No, no hablo de una relación entre humanos, sino de la relación entre un humano (yo) y signos gráficos (las letras del alfabeto). Aquel vínculo marcó mi vida a fuego, ya que me ayudó a paliar los abismos de la soledad y fue (en realidad, sigue siendo) un camino excitante, misterioso y estimulante hacia el infinito o, por lo menos, hacia la composición del desorden que habita este mundo caótico, limitado y a veces insoportable. Por todo ello, las letras, que durante mi adolescencia aparecerían y desaparecerían de forma intermitente, fueron de las cosas más relevantes de mi vida hasta hoy.
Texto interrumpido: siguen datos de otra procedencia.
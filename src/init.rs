//! Workspace initialization for complaintdesk
//!
//! `complaintdesk init` creates `.complaintdesk/` with a config file and an
//! empty database, and keeps the database out of git.

use crate::config::{Config, SlaSettings, WORKSPACE_DIR};
use crate::db::{Database, DB_FILE_NAME};
use colored::Colorize;
use std::fs;
use std::path::{Path, PathBuf};

/// Initialize complaintdesk in `dir`. Returns the database path.
pub fn init_project(dir: &Path, sla: SlaSettings) -> Result<PathBuf, String> {
    println!("\n{}", "Initializing complaintdesk...".cyan().bold());
    println!("   Directory: {}\n", dir.display());

    // 1. Create .complaintdesk directory
    let workspace = dir.join(WORKSPACE_DIR);
    create_dir_if_missing(&workspace)?;

    // 2. Write config.toml unless one is already there
    let config_path = workspace.join("config.toml");
    if config_path.exists() {
        println!("   {} {}/config.toml (already exists)", "Skipping".yellow(), WORKSPACE_DIR);
    } else {
        let config = Config {
            sla,
            ..Config::default()
        };
        config
            .write_to_dir(&workspace)
            .map_err(|e| format!("Could not write config: {}", e))?;
        println!("   {} {}/config.toml", "Creating".green(), WORKSPACE_DIR);
    }

    // 3. Initialize database by opening it (creates tables)
    let db_path = workspace.join(DB_FILE_NAME);
    Database::open_at(&db_path).map_err(|e| format!("Could not create database: {}", e))?;
    println!("   {} {}/{}", "Ready".green(), WORKSPACE_DIR, DB_FILE_NAME);

    // 4. Add .complaintdesk to .gitignore if not already there
    add_to_gitignore(dir)?;

    println!("\n{}", "complaintdesk initialized!".green().bold());
    println!("\nNext steps:");
    println!("  1. Add people with {}", "complaintdesk user add <name> --role student".cyan());
    println!("  2. File a complaint with {}", "complaintdesk complaint submit".cyan());
    println!("  3. Sweep for late complaints with {}", "complaintdesk complaint check-sla".cyan());
    println!();

    Ok(db_path)
}

fn create_dir_if_missing(path: &Path) -> Result<(), String> {
    if !path.exists() {
        fs::create_dir_all(path)
            .map_err(|e| format!("Could not create {}: {}", path.display(), e))?;
        println!("   {} {}", "Creating".green(), path.display());
    }
    Ok(())
}

fn add_to_gitignore(dir: &Path) -> Result<(), String> {
    let gitignore_path = dir.join(".gitignore");
    let entry = format!("{}/", WORKSPACE_DIR);

    if gitignore_path.exists() {
        let existing = fs::read_to_string(&gitignore_path)
            .map_err(|e| format!("Could not read .gitignore: {}", e))?;

        if existing
            .lines()
            .any(|line| line.trim() == entry || line.trim() == WORKSPACE_DIR)
        {
            return Ok(());
        }

        let new_content = format!(
            "{}\n\n# complaintdesk database (local)\n{}\n",
            existing.trim_end(),
            entry
        );
        fs::write(&gitignore_path, new_content)
            .map_err(|e| format!("Could not update .gitignore: {}", e))?;
        println!("   {} .gitignore (added {})", "Updated".green(), entry);
    } else {
        let content = format!("# complaintdesk database (local)\n{}\n", entry);
        fs::write(&gitignore_path, content)
            .map_err(|e| format!("Could not create .gitignore: {}", e))?;
        println!("   {} .gitignore", "Creating".green());
    }

    Ok(())
}

#[cfg(test)]
mod tests {
    use super::*;

    #[test]
    fn test_init_creates_workspace() {
        let dir = tempfile::TempDir::new().unwrap();
        let db_path = init_project(dir.path(), SlaSettings::with_resolution_hours(24)).unwrap();

        assert!(db_path.exists());
        let config = Config::load_from(&dir.path().join(WORKSPACE_DIR).join("config.toml")).unwrap();
        assert_eq!(config.sla.resolution_time_hours, 24);
        let gitignore = fs::read_to_string(dir.path().join(".gitignore")).unwrap();
        assert!(gitignore.contains(".complaintdesk/"));
    }

    #[test]
    fn test_init_is_idempotent() {
        let dir = tempfile::TempDir::new().unwrap();
        fs::write(dir.path().join(".gitignore"), "target/\n").unwrap();

        init_project(dir.path(), SlaSettings::default()).unwrap();
        init_project(dir.path(), SlaSettings::with_resolution_hours(1)).unwrap();

        let gitignore = fs::read_to_string(dir.path().join(".gitignore")).unwrap();
        assert_eq!(gitignore.matches(".complaintdesk/").count(), 1);
        assert!(gitignore.starts_with("target/"));
        // Existing config is not overwritten
        let config = Config::load_from(&dir.path().join(WORKSPACE_DIR).join("config.toml")).unwrap();
        assert_eq!(config.sla.resolution_time_hours, 72);
    }
}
El caso es que durante la segunda mitad de los 90 mi madre solía ir de vez en vez a Ciudad de México (por entonces México D.F.) y de uno de esos viajes (creo que de fines de 1997) me trajo un abecedario hecho de goma, cuyas letras, de todos los colores, podían desmontarse para ser colocadas nuevamente en el tablero rojo. No obstante, tal regalo quedó en el olvido por unos meses, pues comprensiblemente yo estaba mucho más interesado por los montones de dulces picantes y juguetes (una caña de pescar con peces y anzuelos, gorras y camisetas con estampados de dinosaurios, una mochila de payasito, un par de guantes de box, un barco de plástico con el que me daba baños de burbujas, un Pinocho de madera y un camioncito del mismo material) que mamá había traído de esas tierras lejanas del norte de América. Es que por entonces yo era solo un niño de tres años, alumno del prescolar de la Tía Mori, que vivía sin hermanos en la casa e incluso totalmente solo algunas veces, cuando mis padres salían a sus trabajos por las tardes.
Al siguiente año, a inicios de 1998, a mi padre se le encendió una luz: buscar el abecedario de goma traído por mamá hacía algunos meses y aprovechar los fines de semana enseñando a su hijo a leer. Es así que desde entonces papá se puso a la tarea de enseñarme los sonidos de esos 27 signos que tenía aquel olvidado juguete de goma, y luego algunas sílabas, para finalmente enseñarme a descifrar palabras completas. Y al cabo de varias sesiones impertérritas pero porfiadas, ya podía leer. Aunque lento, silabeando las palabras, ya podía descifrar algunos textos breves. Lo mejor de todo, lo recuerdo bien, era que ya tenía la capacidad de descifrar lo que decían aquellos libros de prehistoria y dinosaurios que me habían comprado durante el último tiempo, y no limitarme solamente a apreciar las imágenes de los mamuts, los dientes de sable, los trilobites y los pterodáctilos. Entonces mi fascinación por el mundo prehistórico creció lo indecible y es por eso que desde los siguientes años decidí, cuando fuera grande, convertirme en un paleontólogo. ¡Qué mundo fascinante! ¡Gracias, padres!
Desde los siguientes años, y hasta el comienzo del nuevo milenio, mi madre siguió alimentando mi interés por las letras, esta vez comprándome —cada vez que me portaba bien— las revistas de Anteojito (hermosa creación del historietista y artista gráfico argentino Manuel García Ferré y rival de la también legendaria revista Billiken), las cuales eran vendidas en varios puestos de periódicos del centro de La Paz. Joyitas traídas desde la hermosa y culta Buenos Aires, las Anteojito me abrieron muchos más pasadizos hacia el mundo del conocimiento. Anteojito, su tío Antifaz, su primo Hijitus y su amigo Calculín llevaron a miles de niños a nuevas experiencias, radicalmente diferentes con seguridad de las que hoy estimulan a los niños y se encuentran en los programas televisivos infantiles.
Recuerdo especialmente la portada del número que anunciaba la llegada del nuevo milenio, en la cual los cristales de Anteojito simulaban dos de los tres ceros del número 2000 (2001 sería el último año de la preciosa Anteojito). Por entonces yo cursaba el kínder en La Salle, en el curso amarillo, dirigido por la profesora Ingrid Biggemann, pero allí no decía a nadie que ya podía leer porque era demasiado tímido. De todas maneras, llegar a casa era lo mejor, pues, aunque solitario como siempre (mis padres se iban a sus oficinas), ya podía entretenerme ya no solamente viendo ilustraciones, ¡sino también descifrando el mensaje de las revistas y los libros de dinosaurios!
Para mí, así, con la habilidad de relacionarme con las letras, terminaba el caótico y turbulento siglo XX y comenzaba el XXI, el que me verá morir y en el que seguramente viviré lo más intenso de mi vida, lo cual espero esté relacionado con las letras.